Terms like chancery, Michaelmas, Lincoln's Inn Court, Lord Chancellor, etc, are a foreign language to an American but pretty obvious to an educated Brit in London, especially if they have familiarity with the court system.
You'd get the same result if you asked a random student to fully translate a passage from Hamlet, sentence by sentence, with no prior context. Or asked a random CS student to explain a random snippet of source code from the Linux kernel line by line. Most people don't deeply understand most things unless they get the bug and decide to dig in for fun.
The point is that you can't force comprehension on someone who isn't interested or motivated on their own. Most students are just muddling through because they "have to get a degree".
I would rate the amount of specific context necessary to understand a random snippet of kernel code much higher than what you need for that Dickens passage. It's certainly much more dense with metaphor and playful use of language than normal prose, but I don't find it that opaque, even as an non-native speaker.
> The point is that you can't force comprehension on someone who isn't interested or motivated on their own. Most students are just muddling through because they "have to get a degree".
Well, yes, but that doesn't necessarily contradict the article. The bell curve at the bottom basically says that the comprehension they were expecting is in the top 3% or so, not the 60% of the general population who "have to get a degree". Add in all the Netflix and TikTok casualties, and the result ceases to be surprising.
> These problematic readers, which again comprise 58% of the English majors in the study, cannot differentiate between literal and figurative speech in literature. When they encounter unfamiliar vocabulary, they sometimes leap to fantastical conclusions about the meaning of a passage, as this participant who thinks the mention of “whiskers” refers not to a bearded man but to an animal.

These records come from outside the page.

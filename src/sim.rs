//! In-process channel simulator for exercising both engines end to end.
//!
//! [`Simulation`] wires a [`Sender`] and a [`Receiver`] back to back over a
//! virtual-time event queue, impairing traffic (loss, corruption,
//! duplication, jitter) according to [`SimConfig`].  The clock only
//! advances to the next scheduled event, so even heavy loss scenarios run
//! in microseconds of wall time, and a fixed RNG seed reproduces the exact
//! same run.

use std::cmp::Ordering;
use std::collections::BinaryHeap;
use std::time::Duration;

use rand::{Rng, SeedableRng};
use rand_chacha::ChaCha8Rng;
use thiserror::Error;

use crate::channel::{ReceiverChannel, SenderChannel};
use crate::frame::{FrameBytes, FRAME_SIZE};
use crate::receiver::{ReceiveError, Receiver};
use crate::sender::Sender;

// ---------------------------------------------------------------------------
// Configuration
// ---------------------------------------------------------------------------

/// Channel impairment knobs.
///
/// Rates are independent per-frame probabilities in `[0.0, 1.0]`.  A frame
/// can be both corrupted and duplicated; a lost frame is gone before either
/// roll.  The duplicate travels with its own jitter, so it may arrive
/// before the original.
#[derive(Debug, Clone, Copy)]
pub struct SimConfig {
    pub loss_rate: f64,
    pub corrupt_rate: f64,
    pub duplicate_rate: f64,
    /// Base one-way delay in microseconds.
    pub latency_us: u64,
    /// Extra per-frame delay, drawn uniformly from `0..=jitter_us`.
    pub jitter_us: u64,
    pub seed: u64,
}

impl Default for SimConfig {
    fn default() -> Self {
        Self {
            loss_rate: 0.0,
            corrupt_rate: 0.0,
            duplicate_rate: 0.0,
            latency_us: 1_000,
            jitter_us: 0,
            seed: 0,
        }
    }
}

/// Counters accumulated over a run.
#[derive(Debug, Clone, Copy, Default)]
pub struct SimStats {
    pub frames_sent: u64,
    pub frames_lost: u64,
    pub frames_corrupted: u64,
    pub frames_duplicated: u64,
    pub timeouts: u64,
    pub messages_delivered: u64,
}

/// Failures that end a simulation run.
#[derive(Debug, Error)]
pub enum SimError {
    #[error(transparent)]
    Receive(#[from] ReceiveError),

    /// The virtual clock passed the horizon with traffic still pending.
    /// Under total loss this is the expected outcome.
    #[error("horizon reached with {in_flight} frame(s) in flight and {staged} staged")]
    HorizonExhausted { in_flight: usize, staged: usize },
}

// ---------------------------------------------------------------------------
// Event queue
// ---------------------------------------------------------------------------

/// Which engine a scheduled frame is travelling towards.
#[derive(Debug, Clone, Copy, PartialEq, Eq)]
enum Direction {
    ToReceiver,
    ToSender,
}

/// A frame in transit, due at a virtual timestamp.
#[derive(Debug)]
struct Scheduled {
    due_us: u64,
    /// Tie-breaker preserving submission order for equal timestamps.
    order: u64,
    dir: Direction,
    bytes: FrameBytes,
}

impl PartialEq for Scheduled {
    fn eq(&self, other: &Self) -> bool {
        self.due_us == other.due_us && self.order == other.order
    }
}

impl Eq for Scheduled {}

impl PartialOrd for Scheduled {
    fn partial_cmp(&self, other: &Self) -> Option<Ordering> {
        Some(self.cmp(other))
    }
}

impl Ord for Scheduled {
    fn cmp(&self, other: &Self) -> Ordering {
        // Reversed so the BinaryHeap pops the earliest event first.
        other
            .due_us
            .cmp(&self.due_us)
            .then(other.order.cmp(&self.order))
    }
}

// ---------------------------------------------------------------------------
// Channel adapter
// ---------------------------------------------------------------------------

/// Channel implementation backed by the simulation's event queue.
///
/// Borrows everything except the engines, so an engine and its channel can
/// be handed out together.
struct SimChannel<'a> {
    dir: Direction,
    config: &'a SimConfig,
    clock_us: u64,
    next_order: &'a mut u64,
    pending: &'a mut BinaryHeap<Scheduled>,
    timer_due: &'a mut Option<u64>,
    rng: &'a mut ChaCha8Rng,
    delivered: &'a mut Vec<Vec<u8>>,
    stats: &'a mut SimStats,
}

impl SimChannel<'_> {
    fn schedule(&mut self, bytes: FrameBytes) {
        let mut delay = self.config.latency_us;
        if self.config.jitter_us > 0 {
            delay += self.rng.gen_range(0..=self.config.jitter_us);
        }
        let order = *self.next_order;
        *self.next_order += 1;
        self.pending.push(Scheduled {
            due_us: self.clock_us + delay,
            order,
            dir: self.dir,
            bytes,
        });
    }

    fn impair_and_schedule(&mut self, frame: &FrameBytes) {
        self.stats.frames_sent += 1;

        if self.rng.gen::<f64>() < self.config.loss_rate {
            self.stats.frames_lost += 1;
            log::debug!("[sim] frame lost at t={}us", self.clock_us);
            return;
        }

        let mut bytes = *frame;
        if self.rng.gen::<f64>() < self.config.corrupt_rate {
            let bit = self.rng.gen_range(0..FRAME_SIZE * 8);
            bytes[bit / 8] ^= 1 << (bit % 8);
            self.stats.frames_corrupted += 1;
            log::debug!("[sim] frame corrupted (bit {}) at t={}us", bit, self.clock_us);
        }
        self.schedule(bytes);

        if self.rng.gen::<f64>() < self.config.duplicate_rate {
            self.stats.frames_duplicated += 1;
            log::debug!("[sim] frame duplicated at t={}us", self.clock_us);
            self.schedule(bytes);
        }
    }
}

impl SenderChannel for SimChannel<'_> {
    fn send_frame(&mut self, frame: &FrameBytes) {
        self.impair_and_schedule(frame);
    }

    fn start_timer(&mut self, timeout: Duration) {
        *self.timer_due = Some(self.clock_us + timeout.as_micros() as u64);
    }

    fn stop_timer(&mut self) {
        *self.timer_due = None;
    }
}

impl ReceiverChannel for SimChannel<'_> {
    fn send_frame(&mut self, frame: &FrameBytes) {
        self.impair_and_schedule(frame);
    }

    fn deliver_message(&mut self, message: Vec<u8>) {
        self.stats.messages_delivered += 1;
        self.delivered.push(message);
    }
}

// ---------------------------------------------------------------------------
// Simulation
// ---------------------------------------------------------------------------

/// A sender and receiver joined by an impaired virtual-time channel.
pub struct Simulation {
    sender: Sender,
    receiver: Receiver,
    config: SimConfig,
    clock_us: u64,
    next_order: u64,
    pending: BinaryHeap<Scheduled>,
    timer_due: Option<u64>,
    rng: ChaCha8Rng,
    delivered: Vec<Vec<u8>>,
    stats: SimStats,
}

impl Simulation {
    pub fn new(config: SimConfig) -> Self {
        Self {
            sender: Sender::new(),
            receiver: Receiver::new(),
            config,
            clock_us: 0,
            next_order: 0,
            pending: BinaryHeap::new(),
            timer_due: None,
            rng: ChaCha8Rng::seed_from_u64(config.seed),
            delivered: Vec::new(),
            stats: SimStats::default(),
        }
    }

    /// Messages delivered so far, in arrival order.
    pub fn delivered(&self) -> &[Vec<u8>] {
        &self.delivered
    }

    pub fn stats(&self) -> SimStats {
        self.stats
    }

    /// Current virtual time.
    pub fn clock(&self) -> Duration {
        Duration::from_micros(self.clock_us)
    }

    /// `true` once every submitted frame has been acknowledged and no
    /// traffic remains in transit.
    pub fn is_idle(&self) -> bool {
        self.sender.is_idle() && self.pending.is_empty()
    }

    /// Hand a message to the sender at the current virtual time.
    pub fn submit(&mut self, message: &[u8]) {
        let (sender, _, mut ch) = self.split(Direction::ToReceiver);
        sender.submit(message, &mut ch);
    }

    /// Run events until everything settles or virtual time passes `horizon`.
    pub fn run_until_idle(&mut self, horizon: Duration) -> Result<(), SimError> {
        let horizon_us = horizon.as_micros() as u64;

        loop {
            let next_frame = self.pending.peek().map(|s| s.due_us);
            let next_due = match (next_frame, self.timer_due) {
                (None, None) => return Ok(()),
                (Some(f), None) => f,
                (None, Some(t)) => t,
                (Some(f), Some(t)) => f.min(t),
            };
            if next_due > horizon_us {
                return Err(SimError::HorizonExhausted {
                    in_flight: self.sender.in_flight(),
                    staged: self.sender.staged(),
                });
            }
            self.clock_us = next_due;

            // Frames win ties so an ACK due at the same instant as the
            // timer is counted before the retransmission fires.
            let fire_timer = self.timer_due == Some(next_due) && next_frame != Some(next_due);
            if fire_timer {
                self.timer_due = None;
                self.stats.timeouts += 1;
                let (sender, _, mut ch) = self.split(Direction::ToReceiver);
                sender.on_timeout(&mut ch);
            } else if let Some(event) = self.pending.pop() {
                match event.dir {
                    Direction::ToReceiver => {
                        let (_, receiver, mut ch) = self.split(Direction::ToSender);
                        receiver.on_frame(&event.bytes, &mut ch)?;
                    }
                    Direction::ToSender => {
                        let (sender, _, mut ch) = self.split(Direction::ToReceiver);
                        sender.on_frame(&event.bytes, &mut ch);
                    }
                }
            }
        }
    }

    /// Borrow an engine together with a channel feeding the given direction.
    fn split(&mut self, dir: Direction) -> (&mut Sender, &mut Receiver, SimChannel<'_>) {
        let Self {
            sender,
            receiver,
            config,
            clock_us,
            next_order,
            pending,
            timer_due,
            rng,
            delivered,
            stats,
        } = self;
        (
            sender,
            receiver,
            SimChannel {
                dir,
                config,
                clock_us: *clock_us,
                next_order,
                pending,
                timer_due,
                rng,
                delivered,
                stats,
            },
        )
    }
}

// ---------------------------------------------------------------------------
// Unit tests
// ---------------------------------------------------------------------------

#[cfg(test)]
mod tests {
    use super::*;
    use crate::frame::{FIRST_MAX_PAYLOAD, MAX_PAYLOAD};

    fn patterned(len: usize, stride: u8) -> Vec<u8> {
        (0..len).map(|i| (i as u64 * stride as u64 % 251) as u8).collect()
    }

    #[test]
    fn clean_channel_delivers_everything_in_order() {
        let mut sim = Simulation::new(SimConfig::default());

        let messages = vec![
            b"first".to_vec(),
            patterned(FIRST_MAX_PAYLOAD + 2 * MAX_PAYLOAD + 1, 3),
            Vec::new(),
            patterned(5 * MAX_PAYLOAD, 7),
        ];
        for m in &messages {
            sim.submit(m);
        }
        sim.run_until_idle(Duration::from_secs(10)).unwrap();

        assert!(sim.is_idle());
        assert_eq!(sim.delivered(), &messages[..]);
        let stats = sim.stats();
        assert_eq!(stats.frames_lost, 0);
        assert_eq!(stats.timeouts, 0);
        assert_eq!(stats.messages_delivered, 4);
    }

    #[test]
    fn same_seed_reproduces_the_run() {
        let config = SimConfig {
            loss_rate: 0.2,
            corrupt_rate: 0.1,
            duplicate_rate: 0.1,
            jitter_us: 400,
            seed: 42,
            ..SimConfig::default()
        };
        let run = |config: SimConfig| {
            let mut sim = Simulation::new(config);
            for i in 0..8u8 {
                sim.submit(&patterned(40 * i as usize + 9, i + 1));
            }
            sim.run_until_idle(Duration::from_secs(600)).unwrap();
            (sim.delivered().to_vec(), sim.stats())
        };

        let (d1, s1) = run(config);
        let (d2, s2) = run(config);

        assert_eq!(d1, d2);
        assert_eq!(s1.frames_sent, s2.frames_sent);
        assert_eq!(s1.frames_lost, s2.frames_lost);
        assert_eq!(s1.timeouts, s2.timeouts);
    }

    #[test]
    fn lossy_channel_still_delivers_in_order() {
        let mut sim = Simulation::new(SimConfig {
            loss_rate: 0.15,
            corrupt_rate: 0.05,
            duplicate_rate: 0.05,
            jitter_us: 500,
            seed: 7,
            ..SimConfig::default()
        });

        let messages: Vec<Vec<u8>> = (0..20u8)
            .map(|i| patterned(i as usize * 37 + 1, i + 1))
            .collect();
        for m in &messages {
            sim.submit(m);
        }
        sim.run_until_idle(Duration::from_secs(3600)).unwrap();

        assert_eq!(sim.delivered(), &messages[..]);
        let stats = sim.stats();
        // The impairment actually bit; recovery came from retransmission.
        assert!(stats.frames_lost > 0);
        assert!(stats.frames_sent > 60);
    }

    #[test]
    fn total_loss_exhausts_the_horizon() {
        let mut sim = Simulation::new(SimConfig {
            loss_rate: 1.0,
            ..SimConfig::default()
        });
        sim.submit(b"into the void");

        let err = sim.run_until_idle(Duration::from_secs(2)).unwrap_err();

        match err {
            SimError::HorizonExhausted { in_flight, staged } => {
                assert_eq!(in_flight, 1);
                assert_eq!(staged, 0);
            }
            other => panic!("unexpected error: {other}"),
        }
        assert!(sim.delivered().is_empty());
        assert!(sim.stats().timeouts > 0);
    }

    #[test]
    fn duplicating_channel_delivers_once() {
        let mut sim = Simulation::new(SimConfig {
            duplicate_rate: 1.0,
            jitter_us: 300,
            seed: 3,
            ..SimConfig::default()
        });

        let messages = vec![patterned(300, 5), patterned(40, 11)];
        for m in &messages {
            sim.submit(m);
        }
        sim.run_until_idle(Duration::from_secs(60)).unwrap();

        assert_eq!(sim.delivered(), &messages[..]);
        assert!(sim.stats().frames_duplicated > 0);
    }

    #[test]
    fn clock_advances_with_traffic() {
        let mut sim = Simulation::new(SimConfig::default());
        sim.submit(b"tick");
        sim.run_until_idle(Duration::from_secs(1)).unwrap();

        // One data frame plus its ACK, each a 1ms hop.
        assert_eq!(sim.clock(), Duration::from_millis(2));
    }
}
//! Fixed-size frame transport over UDP.
//!
//! [`FrameSocket`] pins the channel abstraction to real datagrams: every
//! send is exactly [`FRAME_SIZE`] bytes and anything else on the wire is
//! discarded before it reaches a protocol engine.

use std::io;
use std::net::SocketAddr;

use tokio::net::UdpSocket;

use crate::frame::{FrameBytes, FRAME_SIZE};

/// A UDP socket that speaks whole frames only.
#[derive(Debug)]
pub struct FrameSocket {
    local_addr: SocketAddr,
    inner: UdpSocket,
}

impl FrameSocket {
    /// Bind to a local address.  Port 0 picks an ephemeral port; the chosen
    /// address is available through [`local_addr`](Self::local_addr).
    pub async fn bind(local: SocketAddr) -> io::Result<Self> {
        let inner = UdpSocket::bind(local).await?;
        let local_addr = inner.local_addr()?;
        Ok(Self { local_addr, inner })
    }

    pub fn local_addr(&self) -> SocketAddr {
        self.local_addr
    }

    /// Send one frame to `dest`.
    pub async fn send_frame(&self, frame: &FrameBytes, dest: SocketAddr) -> io::Result<()> {
        self.inner.send_to(frame, dest).await?;
        Ok(())
    }

    /// Receive the next well-sized frame, discarding datagrams that are not
    /// exactly [`FRAME_SIZE`] bytes.
    pub async fn recv_frame(&self) -> io::Result<(FrameBytes, SocketAddr)> {
        // One spare byte so an oversized datagram is distinguishable from an
        // exact-size one.
        let mut buf = [0u8; FRAME_SIZE + 1];
        loop {
            let (n, addr) = self.inner.recv_from(&mut buf).await?;
            if n != FRAME_SIZE {
                log::debug!("[socket] discarded {n} byte datagram from {addr}");
                continue;
            }
            let mut frame = [0u8; FRAME_SIZE];
            frame.copy_from_slice(&buf[..FRAME_SIZE]);
            return Ok((frame, addr));
        }
    }
}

The examples given should be simple to parse for native English speakers, which the subjects were.
>> LONDON. Michaelmas term lately over, and the Lord Chancellor sitting in Lincoln’s Inn Hall. Implacable November weather. As much mud in the streets, as if the waters had but newly retired from the face of the earth, and it would not be wonderful to meet a Megalosaurus, forty feet long or so, waddling like an elephantine lizard up Holborn Hill. Smoke lowering down from chimney-pots, making a soft black drizzle with flakes of soot in it as big as full-grown snowflakes—gone into mourning, one might imagine, for the death of the sun.
Digging into the full paper, as curious what the root cause is presumed to be.
these are not your average student; these are _English_ majors. If anyone is supposed to be able to read and understand one of their most famous writers ever, it's them.
I'd expect someone majoring in Classics to understand Latin.
avidiax•11h ago
> these students had full use of dictionaries and even their phones when reading the passages. They were free to look up and search any terms they didn’t recognize. But these resources did not help them understand the text.
-------------
> I found that a majority of [English majors] had a lot of trouble understanding metaphor and allusion in the assigned reading, couldn’t grasp even obvious themes and character motivations, and could not reliably construct grammatically correct sentences in their own writing.
> Almost all of them went on to be awarded BAs in English.
I feel there's multiple factors in all of this, but the central spiral could be summarized as corrupting economic pressure on learning that forces schools to reduce rigor for the sake of increasing the passing rate.
There could be an inclusion bias however. Long ago, only a select few students would go to college. If we looked at the test results of 2024 students that also would likely have gone to college had they been in the class of 1960, would we see such a difference?